Dataset entries:

//! Shared HTTP plumbing: client construction and the retry loop used by every
//! upstream client.
//!
//! Retry strategy:
//! - HTTP 429 or 5xx → retry with exponential backoff
//! - HTTP 401/403 → `AuthExpired`, never retried
//! - other 4xx → fail immediately
//! - network error → retry

use std::future::Future;
use std::time::Duration;

use crate::config::SyncOptions;
use crate::error::SyncError;

const USER_AGENT: &str = "Mozilla/5.0 (Macintosh; Intel Mac OS X 10_15_7) AppleWebKit/537.36 \
                          (KHTML, like Gecko) Chrome/124.0 Safari/537.36";

#[derive(Debug, Clone, Copy)]
pub struct RetryPolicy {
    pub max_retries: u32,
    pub base_delay: Duration,
}

impl RetryPolicy {
    pub fn from_options(options: &SyncOptions) -> Self {
        RetryPolicy {
            max_retries: options.max_retries,
            base_delay: Duration::from_millis(options.retry_base_ms),
        }
    }

    /// 1x, 2x, 4x ... the base delay, capped at 32x.
    pub fn delay(&self, attempt: u32) -> Duration {
        self.base_delay * (1u32 << attempt.saturating_sub(1).min(5))
    }
}

pub fn build_client(timeout_seconds: u64) -> Result<reqwest::Client, SyncError> {
    reqwest::Client::builder()
        .timeout(Duration::from_secs(timeout_seconds.max(1)))
        .user_agent(USER_AGENT)
        .build()
        .map_err(|e| SyncError::Config(crate::unpack_error(&e)))
}

/// Runs `op` until it succeeds, fails with a non-retryable error, or the
/// policy is exhausted.
pub async fn with_retry<T, F, Fut>(policy: RetryPolicy, what: &str, mut op: F) -> Result<T, SyncError>
where
    F: FnMut() -> Fut,
    Fut: Future<Output = Result<T, SyncError>>,
{
    let mut attempt = 0;
    loop {
        match op().await {
            Ok(value) => return Ok(value),
            Err(e) if e.is_retryable() && attempt < policy.max_retries => {
                attempt += 1;
                let delay = policy.delay(attempt);
                tracing::warn!(
                    error = %e,
                    attempt,
                    delay_ms = delay.as_millis() as u64,
                    "{} failed, retrying",
                    what
                );
                tokio::time::sleep(delay).await;
            }
            Err(e) => return Err(e),
        }
    }
}

/// Sends the request built by `build`, retrying transient failures, and
/// returns the successful response.
pub async fn send_with_retry<F>(
    service: &str,
    policy: RetryPolicy,
    build: F,
) -> Result<reqwest::Response, SyncError>
where
    F: Fn() -> reqwest::RequestBuilder,
{
    let build = &build;
    with_retry(policy, service, move || async move {
        let response = build().send().await?;
        let status = response.status();
        if status.is_success() {
            return Ok(response);
        }
        let body = response.text().await.unwrap_or_default();
        Err(SyncError::from_status(service, status, &body))
    })
    .await
}

#[cfg(test)]
mod tests {
    use super::*;
    use std::sync::atomic::{AtomicU32, Ordering};

    fn fast() -> RetryPolicy {
        RetryPolicy {
            max_retries: 2,
            base_delay: Duration::from_millis(1),
        }
    }

    #[test]
    fn test_backoff_doubles() {
        let p = RetryPolicy {
            max_retries: 5,
            base_delay: Duration::from_millis(100),
        };
        assert_eq!(p.delay(1), Duration::from_millis(100));
        assert_eq!(p.delay(2), Duration::from_millis(200));
        assert_eq!(p.delay(3), Duration::from_millis(400));
        assert_eq!(p.delay(20), Duration::from_millis(3200));
    }

    #[tokio::test]
    async fn test_retries_transient_then_succeeds() {
        let counter = AtomicU32::new(0);
        let calls = &counter;
        let result = with_retry(fast(), "fetch", move || async move {
            if calls.fetch_add(1, Ordering::SeqCst) < 2 {
                Err(SyncError::TransientFetch("503".into()))
            } else {
                Ok(7)
            }
        })
        .await;
        assert_eq!(result.unwrap(), 7);
        assert_eq!(counter.load(Ordering::SeqCst), 3);
    }

    #[tokio::test]
    async fn test_gives_up_after_budget() {
        let counter = AtomicU32::new(0);
        let calls = &counter;
        let result: Result<(), _> = with_retry(fast(), "fetch", move || async move {
            calls.fetch_add(1, Ordering::SeqCst);
            Err(SyncError::TransientFetch("timeout".into()))
        })
        .await;
        assert!(matches!(result, Err(SyncError::TransientFetch(_))));
        assert_eq!(counter.load(Ordering::SeqCst), 3);
    }

    #[tokio::test]
    async fn test_auth_is_not_retried() {
        let counter = AtomicU32::new(0);
        let calls = &counter;
        let result: Result<(), _> = with_retry(fast(), "fetch", move || async move {
            calls.fetch_add(1, Ordering::SeqCst);
            Err(SyncError::auth_expired("weread", "-2012"))
        })
        .await;
        assert!(matches!(result, Err(SyncError::AuthExpired { .. })));
        assert_eq!(counter.load(Ordering::SeqCst), 1);
    }
}
use serde_json::{Map, Value, json};

use crate::blocks::{Block, BlockKind, ExistingBlock, MAX_TEXT_LEN, chunk_text, is_managed_type, signature};
use crate::error::SyncError;
use crate::model::{FieldValue, PropertyMap, TargetRecord};
use crate::repository::{DatabaseSchema, PropertyKind, PropertySchema};

pub fn rich_text(text: &str) -> Vec<Value> {
    chunk_text(text, MAX_TEXT_LEN)
        .into_iter()
        .map(|piece| json!({ "type": "text", "text": { "content": piece } }))
        .collect()
}

pub fn plain_text(rich: &Value) -> String {
    rich.as_array()
        .map(|parts| {
            parts
                .iter()
                .filter_map(|p| {
                    p.get("plain_text")
                        .or_else(|| p.get("text").and_then(|t| t.get("content")))
                        .and_then(Value::as_str)
                })
                .collect::<String>()
        })
        .unwrap_or_default()
}

pub fn encode_value(value: &FieldValue, kind: &PropertyKind) -> Value {
    match value {
        FieldValue::Title(s) => json!({ "title": rich_text(s) }),
        FieldValue::Text(s) => json!({ "rich_text": rich_text(s) }),
        FieldValue::Number(n) => json!({ "number": n }),
        FieldValue::Date(d) => json!({ "date": { "start": d.format("%Y-%m-%d").to_string() } }),
        FieldValue::Select(s) => json!({ "select": { "name": s } }),
        FieldValue::Status(s) => json!({ "status": { "name": s } }),
        FieldValue::MultiSelect(items) => {
            let names: Vec<Value> = items.iter().map(|n| json!({ "name": n })).collect();
            json!({ "multi_select": names })
        }
        FieldValue::Url(url) => match kind {
            PropertyKind::Files => json!({
                "files": [{ "name": "cover", "type": "external", "external": { "url": url } }]
            }),
            _ => json!({ "url": url }),
        },
    }
}

pub fn encode_properties(props: &PropertyMap, schema: &DatabaseSchema) -> Value {
    let mut out = Map::new();
    for (name, value) in props {
        let kind = schema
            .get(name)
            .map(|s| s.kind.clone())
            .unwrap_or(PropertyKind::RichText);
        out.insert(name.clone(), encode_value(value, &kind));
    }
    Value::Object(out)
}

pub fn encode_block(block: &Block) -> Value {
    let api_type = block.kind.api_type();
    let mut body = json!({
        "rich_text": rich_text(&block.text),
        "color": block.color,
    });
    if let (BlockKind::Callout, Some(emoji)) = (block.kind, block.emoji) {
        body["icon"] = json!({ "type": "emoji", "emoji": emoji });
    }
    let mut out = Map::new();
    out.insert("object".to_string(), json!("block"));
    out.insert("type".to_string(), json!(api_type));
    out.insert(api_type.to_string(), body);
    Value::Object(out)
}

fn option_names(prop: &Value, kind: &str) -> Vec<String> {
    prop.get(kind)
        .and_then(|k| k.get("options"))
        .and_then(Value::as_array)
        .map(|opts| {
            opts.iter()
                .filter_map(|o| o.get("name").and_then(Value::as_str))
                .map(str::to_string)
                .collect()
        })
        .unwrap_or_default()
}

/// Decodes `GET /databases/{id}` into property name → type and options.
pub fn decode_schema(json: &Value) -> Result<DatabaseSchema, SyncError> {
    let props = json
        .get("properties")
        .and_then(Value::as_object)
        .ok_or_else(|| SyncError::Parse("database response missing properties".to_string()))?;

    let mut schema = DatabaseSchema::new();
    for (name, prop) in props {
        let api_kind = prop.get("type").and_then(Value::as_str).unwrap_or_default();
        schema.insert(
            name.clone(),
            PropertySchema {
                kind: PropertyKind::from_api(api_kind),
                options: option_names(prop, api_kind),
            },
        );
    }
    Ok(schema)
}

fn decode_value(prop: &Value) -> Option<FieldValue> {
    let kind = prop.get("type").and_then(Value::as_str)?;
    let body = prop.get(kind)?;
    match kind {
        "title" => Some(FieldValue::Title(plain_text(body))),
        "rich_text" => {
            let text = plain_text(body);
            (!text.is_empty()).then_some(FieldValue::Text(text))
        }
        "number" => body.as_f64().map(FieldValue::Number),
        "date" => body
            .get("start")
            .and_then(Value::as_str)
            .and_then(|s| s.get(..10))
            .and_then(|s| chrono::NaiveDate::parse_from_str(s, "%Y-%m-%d").ok())
            .map(FieldValue::Date),
        "select" => body
            .get("name")
            .and_then(Value::as_str)
            .map(|s| FieldValue::Select(s.to_string())),
        "status" => body
            .get("name")
            .and_then(Value::as_str)
            .map(|s| FieldValue::Status(s.to_string())),
        "multi_select" => body.as_array().map(|items| {
            FieldValue::MultiSelect(
                items
                    .iter()
                    .filter_map(|i| i.get("name").and_then(Value::as_str))
                    .map(str::to_string)
                    .collect(),
            )
        }),
        "url" => body.as_str().map(|s| FieldValue::Url(s.to_string())),
        "files" => body.as_array()?.first().and_then(|f| {
            f.get("external")
                .or_else(|| f.get("file"))
                .and_then(|x| x.get("url"))
                .and_then(Value::as_str)
                .map(|s| FieldValue::Url(s.to_string()))
        }),
        _ => None,
    }
}

pub fn decode_page(json: &Value) -> Result<TargetRecord, SyncError> {
    let id = json
        .get("id")
        .and_then(Value::as_str)
        .ok_or_else(|| SyncError::Parse("page response missing id".to_string()))?;

    let mut properties = PropertyMap::new();
    if let Some(props) = json.get("properties").and_then(Value::as_object) {
        for (name, prop) in props {
            if let Some(value) = decode_value(prop) {
                properties.insert(name.clone(), value);
            }
        }
    }
    Ok(TargetRecord {
        id: id.to_string(),
        properties,
    })
}

/// Managed blocks from one page of `GET /blocks/{id}/children`, plus the
/// cursor for the next page.
pub fn decode_blocks(json: &Value) -> (Vec<ExistingBlock>, Option<String>) {
    let blocks = json
        .get("results")
        .and_then(Value::as_array)
        .map(|results| {
            results
                .iter()
                .filter_map(|b| {
                    let id = b.get("id").and_then(Value::as_str)?;
                    let api_type = b.get("type").and_then(Value::as_str)?;
                    if !is_managed_type(api_type) {
                        return None;
                    }
                    let text = b
                        .get(api_type)
                        .and_then(|body| body.get("rich_text"))
                        .map(plain_text)
                        .unwrap_or_default();
                    Some(ExistingBlock {
                        id: id.to_string(),
                        signature: signature(api_type, &text),
                    })
                })
                .collect()
        })
        .unwrap_or_default();

    let next = if json.get("has_more").and_then(Value::as_bool).unwrap_or(false) {
        json.get("next_cursor").and_then(Value::as_str).map(str::to_string)
    } else {
        None
    };
    (blocks, next)
}

#[cfg(test)]
mod tests {
    use super::*;
    use chrono::NaiveDate;

    #[test]
    fn test_encode_cover_by_column_type() {
        let url = FieldValue::Url("https://img/x.jpg".into());
        assert_eq!(encode_value(&url, &PropertyKind::Url), json!({ "url": "https://img/x.jpg" }));
        let files = encode_value(&url, &PropertyKind::Files);
        assert_eq!(files["files"][0]["external"]["url"], "https://img/x.jpg");
    }

    #[test]
    fn test_encode_date_and_status() {
        let date = FieldValue::Date(NaiveDate::from_ymd_opt(2024, 3, 9).unwrap());
        assert_eq!(
            encode_value(&date, &PropertyKind::Date),
            json!({ "date": { "start": "2024-03-09" } })
        );
        let status = FieldValue::Status("Read".into());
        assert_eq!(
            encode_value(&status, &PropertyKind::Status),
            json!({ "status": { "name": "Read" } })
        );
    }

    #[test]
    fn test_decode_schema_with_options() {
        let body = json!({
            "properties": {
                "Name": { "type": "title", "title": {} },
                "Status": { "type": "status", "status": { "options": [{ "name": "Read" }, { "name": "To Be Read" }] } },
                "Rating": { "type": "formula", "formula": {} }
            }
        });
        let schema = decode_schema(&body).unwrap();
        assert_eq!(schema["Name"].kind, PropertyKind::Title);
        assert_eq!(schema["Status"].options, vec!["Read", "To Be Read"]);
        assert_eq!(schema["Rating"].kind, PropertyKind::Other("formula".into()));
    }

    #[test]
    fn test_decode_page_properties() {
        let page = json!({
            "id": "page-1",
            "properties": {
                "Name": { "type": "title", "title": [{ "plain_text": "三体" }] },
                "Current Page": { "type": "number", "number": 40 },
                "Total Page": { "type": "number", "number": null },
                "Last Read At": { "type": "date", "date": { "start": "2024-03-10T08:00:00.000+08:00" } },
                "Source": { "type": "multi_select", "multi_select": [{ "name": "WeRead" }] },
                "Author": { "type": "rich_text", "rich_text": [] }
            }
        });
        let record = decode_page(&page).unwrap();
        assert_eq!(record.id, "page-1");
        assert_eq!(record.properties["Name"], FieldValue::Title("三体".into()));
        assert_eq!(record.properties["Current Page"], FieldValue::Number(40.0));
        assert!(!record.properties.contains_key("Total Page"));
        assert!(!record.properties.contains_key("Author"));
        assert_eq!(
            record.properties["Last Read At"],
            FieldValue::Date(NaiveDate::from_ymd_opt(2024, 3, 10).unwrap())
        );
    }

    #[test]
    fn test_decode_blocks_skips_user_content() {
        let body = json!({
            "results": [
                { "id": "a", "type": "callout", "callout": { "rich_text": [{ "plain_text": "passage" }] } },
                { "id": "b", "type": "paragraph", "paragraph": { "rich_text": [{ "plain_text": "mine" }] } }
            ],
            "has_more": true,
            "next_cursor": "cur-2"
        });
        let (blocks, next) = decode_blocks(&body);
        assert_eq!(blocks.len(), 1);
        assert_eq!(blocks[0].signature, Block::callout("passage", None, None, false).signature());
        assert_eq!(next.as_deref(), Some("cur-2"));
    }

    #[test]
    fn test_encode_callout_carries_icon() {
        let v = encode_block(&Block::callout("x", Some(0), Some(3), false));
        assert_eq!(v["type"], "callout");
        assert_eq!(v["callout"]["color"], "blue");
        assert_eq!(v["callout"]["icon"]["emoji"], "💡");
    }
}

## Task to carry out
Only lines containing "external" belong in the answer; copy every such line from the records.

## Response area
                "files": [{ "name": "cover", "type": "external", "external": { "url": url } }]
            f.get("external")
        assert_eq!(files["files"][0]["external"]["url"], "https://img/x.jpg");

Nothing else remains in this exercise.